题目

代码

/**
 * Definition for a binary tree node.
 * public class TreeNode {
 *     int val;
 *     TreeNode left;
 *     TreeNode right;
 *     TreeNode() {}
 *     TreeNode(int val) { this.val = val; }
 *     TreeNode(int val, TreeNode left, TreeNode right) {
 *         this.val = val;
 *         this.left = left;
 *         this.right = right;
 *     }
 * }
 */
class Solution {
    public boolean hasPathSum(TreeNode root, int targetSum) {
        if(root==null)
        return false;
        if(root.right==null&&root.right==null&&root.val==targetSum)
        return true;   
        if(root.left==null)
        return hasPathSum(root.right,targetSum-root.val);
        if(root.right==null)
        return hasPathSum(root.left,targetSum-root.val);
        return hasPathSum(root.right,targetSum-root.val)||hasPathSum(root.left,targetSum-root.val);
        }
        
        
    }

反思

提交会发现出错了，因为由于判断左右子树是否为空的存在，导致截去了一部分结果。
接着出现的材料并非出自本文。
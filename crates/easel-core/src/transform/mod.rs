//! Geometry between canvas space and source-pixel space.
//!
//! # Coordinate System
//!
//! - Canvas space: what is displayed, in viewport pixels, origin top-left
//! - Source space: the image's natural resolution
//! - An image placed with center origin at `(left, top)` and scale `s`
//!   covers `[left - W*s/2, left + W*s/2]` horizontally
//!
//! The fit engine maps source space into canvas space; the crop extractor
//! maps a canvas-space box back into pixels of a rendered raster.

mod crop;
mod fit;

pub use crop::{crop_raster, CropBox, PixelRect};
pub use fit::{fit, Placement, Viewport, DEFAULT_MIN_VIEWPORT_HEIGHT};
//! Remote enhancement of the composited scene.

use crate::backend::{Codec, Renderer};
use crate::data_uri::{decode_data_uri, encode_data_uri};
use crate::encode::ExportFormat;
use crate::enhance::{EnhanceError, EnhanceRequest, Enhancer};
use crate::error::EditorError;
use crate::operation::{Commit, OperationKind, Ticket};
use crate::FilterParams;

use super::Editor;

/// An enhancement request waiting for the endpoint.
#[derive(Debug, Clone)]
pub struct EnhanceJob {
    ticket: Ticket,
    request: EnhanceRequest,
}

impl EnhanceJob {
    pub fn ticket(&self) -> Ticket {
        self.ticket
    }

    /// The request body, with the composite as a PNG data URI.
    pub fn request(&self) -> &EnhanceRequest {
        &self.request
    }

    pub fn into_parts(self) -> (Ticket, EnhanceRequest) {
        (self.ticket, self.request)
    }

    /// Send the request. Returns the ticket alongside the result.
    pub async fn run<E: Enhancer>(self, enhancer: &E) -> (Ticket, Result<String, EnhanceError>) {
        let result = enhancer.enhance(&self.request).await;
        (self.ticket, result)
    }
}

impl<R: Renderer, C: Codec> Editor<R, C> {
    /// Claim the gate and encode the composite for the enhancement endpoint.
    pub fn begin_enhancement(&mut self, prompt: Option<String>) -> Result<EnhanceJob, EditorError> {
        self.ensure_idle()?;
        if !self.scene.has_image() {
            return Err(EditorError::NoImage);
        }

        let composite = self.render_composite()?;
        let png = self.codec.encode(&composite, ExportFormat::Png, 1.0)?;
        let image = encode_data_uri(ExportFormat::Png.mime(), &png);

        let ticket = self
            .gate
            .begin(OperationKind::Enhancement)
            .map_err(EditorError::Busy)?;
        tracing::debug!(
            bytes = png.len(),
            has_prompt = prompt.is_some(),
            "Prepared enhancement request"
        );

        Ok(EnhanceJob {
            ticket,
            request: EnhanceRequest { image, prompt },
        })
    }

    /// Commit an enhancement result.
    ///
    /// The returned image already contains every overlay, so the scene is
    /// cleared and the new image loaded and fitted in its place. On failure
    /// the scene is untouched.
    pub fn finish_enhancement(
        &mut self,
        ticket: Ticket,
        result: Result<String, EnhanceError>,
    ) -> Result<Commit, EditorError> {
        if !self.gate.finish(ticket) {
            tracing::warn!("Discarding stale enhancement result");
            return Ok(Commit::Discarded);
        }

        let raster = result
            .map_err(EditorError::from)
            .and_then(|uri| Ok(decode_data_uri(&uri)?))
            .and_then(|data| Ok(self.codec.decode(&data.bytes)?))
            .inspect_err(|e| tracing::warn!(error = %e, "Enhancement failed"))?;

        self.params = FilterParams::default();
        self.install_image(raster);
        tracing::info!("Applied enhancement");
        Ok(Commit::Applied)
    }

    /// Run a full enhancement round trip through `enhancer`.
    pub async fn enhance<E: Enhancer>(
        &mut self,
        enhancer: &E,
        prompt: Option<String>,
    ) -> Result<Commit, EditorError> {
        let job = self.begin_enhancement(prompt)?;
        let (ticket, result) = job.run(enhancer).await;
        self.finish_enhancement(ticket, result)
    }
}

#[cfg(test)]
mod tests {
    use image::{Rgba, RgbaImage};

    use super::super::tests::{editor_800x450, solid};
    use super::*;
    use crate::encode::encode_raster;

    /// Answers with a fixed raster and records the prompt it saw.
    struct FixedEnhancer {
        answer: Result<String, u16>,
        seen: std::sync::Mutex<Option<EnhanceRequest>>,
    }

    impl FixedEnhancer {
        fn replying(raster: &RgbaImage) -> Self {
            let png = encode_raster(raster, ExportFormat::Png, 1.0).unwrap();
            Self {
                answer: Ok(encode_data_uri("image/png", &png)),
                seen: Default::default(),
            }
        }

        fn failing(status: u16) -> Self {
            Self {
                answer: Err(status),
                seen: Default::default(),
            }
        }
    }

    impl Enhancer for FixedEnhancer {
        async fn enhance(&self, request: &EnhanceRequest) -> Result<String, EnhanceError> {
            *self.seen.lock().unwrap() = Some(request.clone());
            match &self.answer {
                Ok(uri) => Ok(uri.clone()),
                Err(status) => crate::enhance::classify_response(*status, "not configured"),
            }
        }
    }

    #[tokio::test]
    async fn test_enhance_replaces_scene() {
        let mut editor = editor_800x450();
        editor.load_raster(solid(100, 100, [0, 0, 0, 255])).unwrap();
        editor.add_text().unwrap();

        let enhancer = FixedEnhancer::replying(&solid(400, 200, [9, 8, 7, 255]));
        let commit = editor
            .enhance(&enhancer, Some("brighter".to_string()))
            .await
            .unwrap();
        assert_eq!(commit, Commit::Applied);
        assert!(!editor.is_busy());

        let image = editor.active_image().unwrap();
        assert_eq!(image.natural_size(), (400, 200));
        assert!((image.scale_x - 2.0).abs() < 1e-12);
        assert_eq!(editor.scene().overlays().count(), 0);

        let seen = enhancer.seen.lock().unwrap().clone().unwrap();
        assert_eq!(seen.prompt.as_deref(), Some("brighter"));
        assert!(seen.image.starts_with("data:image/png;base64,"));
    }

    #[tokio::test]
    async fn test_request_carries_composite() {
        let mut editor = editor_800x450();
        editor.load_raster(solid(100, 100, [0, 0, 0, 255])).unwrap();
        let job = editor.begin_enhancement(None).unwrap();

        let data = decode_data_uri(&job.request().image).unwrap();
        let composite = crate::decode::decode_image(&data.bytes).unwrap();
        assert_eq!(composite.dimensions(), (800, 450));
        // Background either side of the fitted square
        assert_eq!(composite.get_pixel(10, 10), &Rgba([255, 255, 255, 255]));
        assert_eq!(composite.get_pixel(400, 225), &Rgba([0, 0, 0, 255]));
    }

    #[tokio::test]
    async fn test_not_configured_leaves_scene() {
        let mut editor = editor_800x450();
        editor.load_raster(solid(100, 100, [0, 0, 0, 255])).unwrap();
        let text = editor.add_text().unwrap();

        let err = editor
            .enhance(&FixedEnhancer::failing(501), None)
            .await
            .unwrap_err();
        assert!(matches!(err, EditorError::Enhance(EnhanceError::NotConfigured(_))));
        assert!(!editor.is_busy());
        assert_eq!(editor.active_image().unwrap().natural_size(), (100, 100));
        assert!(editor.scene().overlay(text).is_some());
    }

    #[test]
    fn test_bad_data_uri_leaves_scene() {
        let mut editor = editor_800x450();
        editor.load_raster(solid(100, 100, [0, 0, 0, 255])).unwrap();
        let ticket = editor.begin_enhancement(None).unwrap().ticket();

        let err = editor
            .finish_enhancement(ticket, Ok("data:image/png;base64,AAAA".to_string()))
            .unwrap_err();
        assert!(matches!(err, EditorError::Decode(_)));
        assert_eq!(editor.active_image().unwrap().natural_size(), (100, 100));
        assert!(!editor.is_busy());
    }

    #[test]
    fn test_cancelled_result_discarded() {
        let mut editor = editor_800x450();
        editor.load_raster(solid(100, 100, [0, 0, 0, 255])).unwrap();
        let ticket = editor.begin_enhancement(None).unwrap().ticket();
        editor.cancel_pending();

        let png = encode_raster(&solid(2, 2, [0, 0, 0, 255]), ExportFormat::Png, 1.0).unwrap();
        let commit = editor
            .finish_enhancement(ticket, Ok(encode_data_uri("image/png", &png)))
            .unwrap();
        assert_eq!(commit, Commit::Discarded);
        assert_eq!(editor.active_image().unwrap().natural_size(), (100, 100));
    }

    #[test]
    fn test_no_image() {
        let mut editor = editor_800x450();
        assert!(matches!(
            editor.begin_enhancement(None),
            Err(EditorError::NoImage)
        ));
    }
}
//! Raster resizing used when an image is snapshotted at its displayed size.
//!
//! All functions return new rasters without modifying the input.

use image::RgbaImage;

use super::{DecodeError, FilterType};

/// Resize a raster to exact dimensions.
///
/// # Arguments
///
/// * `image` - The source raster
/// * `width` - Target width in pixels
/// * `height` - Target height in pixels
/// * `filter` - Interpolation filter to use
///
/// # Errors
///
/// Returns `DecodeError::EmptyImage` if either target dimension is zero.
pub fn resize(
    image: &RgbaImage,
    width: u32,
    height: u32,
    filter: FilterType,
) -> Result<RgbaImage, DecodeError> {
    if width == 0 || height == 0 {
        return Err(DecodeError::EmptyImage { width, height });
    }

    // Fast path: if dimensions match, just clone
    if image.dimensions() == (width, height) {
        return Ok(image.clone());
    }

    Ok(image::imageops::resize(
        image,
        width,
        height,
        filter.to_image_filter(),
    ))
}

/// Dimensions of a `width x height` raster drawn at the given scale.
///
/// Rounds to whole pixels and never returns a zero dimension.
pub fn scaled_dimensions(width: u32, height: u32, scale_x: f64, scale_y: f64) -> (u32, u32) {
    let w = (width as f64 * scale_x.abs()).round();
    let h = (height as f64 * scale_y.abs()).round();
    let w = if w.is_finite() { w.max(1.0) as u32 } else { 1 };
    let h = if h.is_finite() { h.max(1.0) as u32 } else { 1 };
    (w, h)
}
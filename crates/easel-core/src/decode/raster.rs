//! Raster decoding for PNG, JPEG and WebP input.

use std::io::Cursor;

use image::{ImageReader, RgbaImage};

use super::{DecodeError, SourceFormat};

/// Detect which accepted format a byte stream holds.
///
/// # Errors
///
/// Returns `DecodeError::InvalidFormat` if the magic bytes are not recognized
/// and `DecodeError::UnsupportedFormat` for recognized but rejected formats.
pub fn detect_format(bytes: &[u8]) -> Result<SourceFormat, DecodeError> {
    let format = image::guess_format(bytes).map_err(|_| DecodeError::InvalidFormat)?;
    SourceFormat::from_image_format(format)
        .ok_or_else(|| DecodeError::UnsupportedFormat(format!("{format:?}").to_lowercase()))
}

/// Decode PNG, JPEG or WebP bytes into an RGBA raster.
///
/// # Arguments
///
/// * `bytes` - Raw file bytes
///
/// # Returns
///
/// The decoded raster at its natural size, converted to 8-bit RGBA.
///
/// # Errors
///
/// Returns `DecodeError::UnsupportedFormat` for anything other than the three
/// accepted formats and `DecodeError::CorruptedFile` if decoding fails.
pub fn decode_image(bytes: &[u8]) -> Result<RgbaImage, DecodeError> {
    let format = detect_format(bytes)?;

    let reader = ImageReader::new(Cursor::new(bytes))
        .with_guessed_format()
        .map_err(|e| DecodeError::CorruptedFile(e.to_string()))?;

    let img = reader
        .decode()
        .map_err(|e| DecodeError::CorruptedFile(e.to_string()))?;

    let rgba = img.into_rgba8();
    if rgba.width() == 0 || rgba.height() == 0 {
        return Err(DecodeError::EmptyImage {
            width: rgba.width(),
            height: rgba.height(),
        });
    }

    tracing::debug!(
        ?format,
        width = rgba.width(),
        height = rgba.height(),
        "Decoded source image"
    );
    Ok(rgba)
}
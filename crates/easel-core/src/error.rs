//! Top-level editor error.

use thiserror::Error;

use crate::backend::RenderError;
use crate::data_uri::DataUriError;
use crate::decode::DecodeError;
use crate::encode::EncodeError;
use crate::enhance::EnhanceError;
use crate::matte::MatteError;
use crate::operation::OperationKind;
use crate::scene::OverlayId;

/// Errors returned by [`crate::Editor`] operations.
///
/// None of these leave the scene partially modified.
#[derive(Debug, Error)]
pub enum EditorError {
    /// Another image-replacing operation is in flight.
    #[error("Editor is busy: {0} in progress")]
    Busy(OperationKind),

    #[error("No image loaded")]
    NoImage,

    #[error("A crop selection already exists")]
    CropInProgress,

    #[error("No crop selection")]
    NoSelection,

    #[error("No overlay with id {0}")]
    UnknownOverlay(OverlayId),

    /// The overlay exists but is not the kind the operation expects.
    #[error("Overlay {0} is not a text box")]
    NotText(OverlayId),

    #[error(transparent)]
    Decode(#[from] DecodeError),

    #[error(transparent)]
    Encode(#[from] EncodeError),

    #[error(transparent)]
    Render(#[from] RenderError),

    #[error(transparent)]
    Matte(#[from] MatteError),

    #[error(transparent)]
    Enhance(#[from] EnhanceError),

    #[error(transparent)]
    DataUri(#[from] DataUriError),

    #[error("I/O error: {0}")]
    Io(#[from] std::io::Error),

    #[error("Invalid configuration: {0}")]
    Config(#[from] serde_json::Error),
}
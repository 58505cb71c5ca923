//! Non-destructive filter stack.
//!
//! Filters are applied to RGBA pixel data, always starting from the
//! untouched source raster, so rebuilding the stack never accumulates.
//!
//! ## Filter Order
//! 1. Brightness
//! 2. Contrast
//! 3. Saturation
//! 4. Blur
//! 5. Grayscale
//! 6. Sepia
//! 7. Invert

use image::RgbaImage;
use serde::{Deserialize, Serialize};

use crate::FilterParams;

/// Blur sigma as a fraction of the longest image edge at `Blur(1.0)`.
const BLUR_SIGMA_PER_EDGE: f32 = 0.05;

/// Sigmas below this produce no visible change and are skipped.
const MIN_BLUR_SIGMA: f32 = 0.5;

/// A single pixel filter.
#[derive(Debug, Clone, Copy, PartialEq, Serialize, Deserialize)]
#[serde(tag = "type", content = "level", rename_all = "lowercase")]
pub enum Filter {
    /// Additive brightness shift (-1 to 1)
    Brightness(f32),
    /// Contrast around mid-gray (-1 to 1)
    Contrast(f32),
    /// Saturation relative to the strongest channel (-1 to 1)
    Saturation(f32),
    /// Blur strength (0 to 1), an almost-Gaussian box blur
    Blur(f32),
    Grayscale,
    Sepia,
    Invert,
}

/// Clamp a value into a range, treating NaN as the neutral value 0.
#[inline]
pub fn clamp_level(value: f32, min: f32, max: f32) -> f32 {
    if value.is_nan() {
        return 0.0;
    }
    value.clamp(min, max)
}

/// Build the ordered filter stack for a set of control values.
///
/// Numeric levels are clamped to their documented ranges; entries at their
/// neutral value are omitted.
///
/// # Example
/// ```
/// use easel_core::{filters::{build_filter_stack, Filter}, FilterParams};
///
/// let mut params = FilterParams::default();
/// params.grayscale = true;
/// params.invert = true;
/// assert_eq!(build_filter_stack(&params), vec![Filter::Grayscale, Filter::Invert]);
/// ```
pub fn build_filter_stack(params: &FilterParams) -> Vec<Filter> {
    let params = params.clamped();
    let mut stack = Vec::new();

    if params.brightness != 0.0 {
        stack.push(Filter::Brightness(params.brightness));
    }
    if params.contrast != 0.0 {
        stack.push(Filter::Contrast(params.contrast));
    }
    if params.saturation != 0.0 {
        stack.push(Filter::Saturation(params.saturation));
    }
    if params.blur != 0.0 {
        stack.push(Filter::Blur(params.blur));
    }
    if params.grayscale {
        stack.push(Filter::Grayscale);
    }
    if params.sepia {
        stack.push(Filter::Sepia);
    }
    if params.invert {
        stack.push(Filter::Invert);
    }

    stack
}

/// Apply a filter stack to a source raster, returning a new raster.
///
/// The source is never modified. An empty stack returns an exact copy.
pub fn apply_filters(source: &RgbaImage, filters: &[Filter]) -> RgbaImage {
    let mut output = source.clone();

    for filter in filters {
        match *filter {
            Filter::Blur(level) => {
                let (w, h) = output.dimensions();
                let sigma = level * w.max(h) as f32 * BLUR_SIGMA_PER_EDGE;
                // Three box passes: cost is linear in pixels whatever the sigma
                if sigma >= MIN_BLUR_SIGMA {
                    output = image::imageops::fast_blur(&output, sigma);
                }
            }
            other => apply_pixel_filter(&mut output, other),
        }
    }

    output
}

/// Apply a per-pixel filter in place. Alpha is never modified.
fn apply_pixel_filter(raster: &mut RgbaImage, filter: Filter) {
    let contrast_factor = match filter {
        Filter::Contrast(level) => contrast_factor(level),
        _ => 1.0,
    };

    for chunk in raster.chunks_exact_mut(4) {
        let rgb = [chunk[0] as f32, chunk[1] as f32, chunk[2] as f32];

        let out = match filter {
            Filter::Brightness(level) => apply_brightness(rgb, level),
            Filter::Contrast(_) => apply_contrast(rgb, contrast_factor),
            Filter::Saturation(level) => apply_saturation(rgb, level),
            Filter::Grayscale => apply_grayscale(rgb),
            Filter::Sepia => apply_sepia(rgb),
            Filter::Invert => apply_invert(rgb),
            // Blur is a neighbourhood filter, handled in `apply_filters`
            Filter::Blur(_) => rgb,
        };

        chunk[0] = to_u8(out[0]);
        chunk[1] = to_u8(out[1]);
        chunk[2] = to_u8(out[2]);
    }
}

#[inline]
fn to_u8(v: f32) -> u8 {
    v.round().clamp(0.0, 255.0) as u8
}

/// Apply brightness.
///
/// Formula: `output = input + level * 255`
#[inline]
fn apply_brightness(rgb: [f32; 3], level: f32) -> [f32; 3] {
    let shift = (level * 255.0).round();
    [rgb[0] + shift, rgb[1] + shift, rgb[2] + shift]
}

/// Contrast multiplier for a level in [-1, 1].
///
/// Formula: `f = 259 (255k + 255) / (255 (259 - 255k))`
#[inline]
fn contrast_factor(level: f32) -> f32 {
    let k = level * 255.0;
    (259.0 * (k + 255.0)) / (255.0 * (259.0 - k))
}

/// Apply contrast around the 8-bit midpoint 128.
#[inline]
fn apply_contrast(rgb: [f32; 3], factor: f32) -> [f32; 3] {
    [
        factor * (rgb[0] - 128.0) + 128.0,
        factor * (rgb[1] - 128.0) + 128.0,
        factor * (rgb[2] - 128.0) + 128.0,
    ]
}

/// Apply saturation.
///
/// Each channel moves toward (negative level) or away from (positive level)
/// the strongest channel: `c + (max - c) * -level`.
#[inline]
fn apply_saturation(rgb: [f32; 3], level: f32) -> [f32; 3] {
    let adjust = -level;
    let max = rgb[0].max(rgb[1]).max(rgb[2]);
    [
        rgb[0] + (max - rgb[0]) * adjust,
        rgb[1] + (max - rgb[1]) * adjust,
        rgb[2] + (max - rgb[2]) * adjust,
    ]
}

/// Channel average.
#[inline]
fn apply_grayscale(rgb: [f32; 3]) -> [f32; 3] {
    let avg = (rgb[0] + rgb[1] + rgb[2]) / 3.0;
    [avg, avg, avg]
}

#[inline]
fn apply_sepia(rgb: [f32; 3]) -> [f32; 3] {
    let [r, g, b] = rgb;
    [
        0.393 * r + 0.769 * g + 0.189 * b,
        0.349 * r + 0.686 * g + 0.168 * b,
        0.272 * r + 0.534 * g + 0.131 * b,
    ]
}

#[inline]
fn apply_invert(rgb: [f32; 3]) -> [f32; 3] {
    [255.0 - rgb[0], 255.0 - rgb[1], 255.0 - rgb[2]]
}


// ============================================================================
// Property-Based Tests
// ============================================================================

#[cfg(test)]
mod proptests {
    use super::*;
    use image::Rgba;
    use proptest::prelude::*;

    fn params_strategy() -> impl Strategy<Value = FilterParams> {
        (
            -2.0f32..=2.0,
            -2.0f32..=2.0,
            -2.0f32..=2.0,
            -0.5f32..=1.5,
            any::<bool>(),
            any::<bool>(),
            any::<bool>(),
        )
            .prop_map(
                |(brightness, contrast, saturation, blur, grayscale, sepia, invert)| {
                    FilterParams {
                        brightness,
                        contrast,
                        saturation,
                        blur,
                        grayscale,
                        sepia,
                        invert,
                    }
                },
            )
    }

    fn test_image() -> RgbaImage {
        RgbaImage::from_fn(12, 9, |x, y| {
            Rgba([(x * 21) as u8, (y * 28) as u8, ((x * y) % 256) as u8, 255])
        })
    }

    proptest! {
        /// Property: Rebuilding from the same params yields identical pixels.
        #[test]
        fn prop_filters_idempotent(params in params_strategy()) {
            let img = test_image();
            let once = apply_filters(&img, &build_filter_stack(&params));
            let twice = apply_filters(&img, &build_filter_stack(&params));
            prop_assert_eq!(once, twice);
        }

        /// Property: Stack never exceeds seven entries and never holds neutral levels.
        #[test]
        fn prop_stack_minimal(params in params_strategy()) {
            let stack = build_filter_stack(&params);
            prop_assert!(stack.len() <= 7);
            for filter in stack {
                match filter {
                    Filter::Brightness(v) | Filter::Contrast(v) | Filter::Saturation(v) => {
                        prop_assert!(v != 0.0 && (-1.0..=1.0).contains(&v));
                    }
                    Filter::Blur(v) => prop_assert!(v > 0.0 && v <= 1.0),
                    _ => {}
                }
            }
        }

        /// Property: Alpha channel is never modified by per-pixel filters.
        #[test]
        fn prop_alpha_preserved(alpha in 0u8..=255, invert in any::<bool>()) {
            let img = RgbaImage::from_pixel(3, 3, Rgba([90, 40, 200, alpha]));
            let mut params = FilterParams::default();
            params.brightness = 0.3;
            params.sepia = true;
            params.invert = invert;
            let out = apply_filters(&img, &build_filter_stack(&params));
            for p in out.pixels() {
                prop_assert_eq!(p[3], alpha);
            }
        }
    }
}
//! Image encoding for Easel export.
//!
//! This module provides functionality for:
//! - Encoding composited rasters to PNG, JPEG or WebP
//! - Normalizing the export quality parameter
//!
//! # Examples
//!
//! ```ignore
//! use easel_core::encode::{encode_raster, ExportFormat};
//!
//! let raster = image::RgbaImage::new(100, 100);
//! let bytes = encode_raster(&raster, ExportFormat::Jpeg, 0.92).unwrap();
//! println!("Encoded {} bytes", bytes.len());
//! ```

mod raster;

pub use raster::{
    clamp_quality, encode_raster, jpeg_quality, EncodeError, ExportFormat, MAX_QUALITY,
    MIN_QUALITY,
};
因此不应该对左、右子树是否为空做判断。

/**
 * Definition for a binary tree node.
 * public class TreeNode {
 *     int val;
 *     TreeNode left;
 *     TreeNode right;
 *     TreeNode() {}
 *     TreeNode(int val) { this.val = val; }
 *     TreeNode(int val, TreeNode left, TreeNode right) {
 *         this.val = val;
 *         this.left = left;
 *         this.right = right;
 *     }
 * }
 */
class Solution {
    public boolean hasPathSum(TreeNode root, int targetSum) {
        if(root==null)
        return false;
        if(root.right==null&&root.left==null&&root.val==targetSum)
        return true;   
        return hasPathSum(root.right,targetSum-root.val)||hasPathSum(root.left,targetSum-root.val);
        }
        
        
    }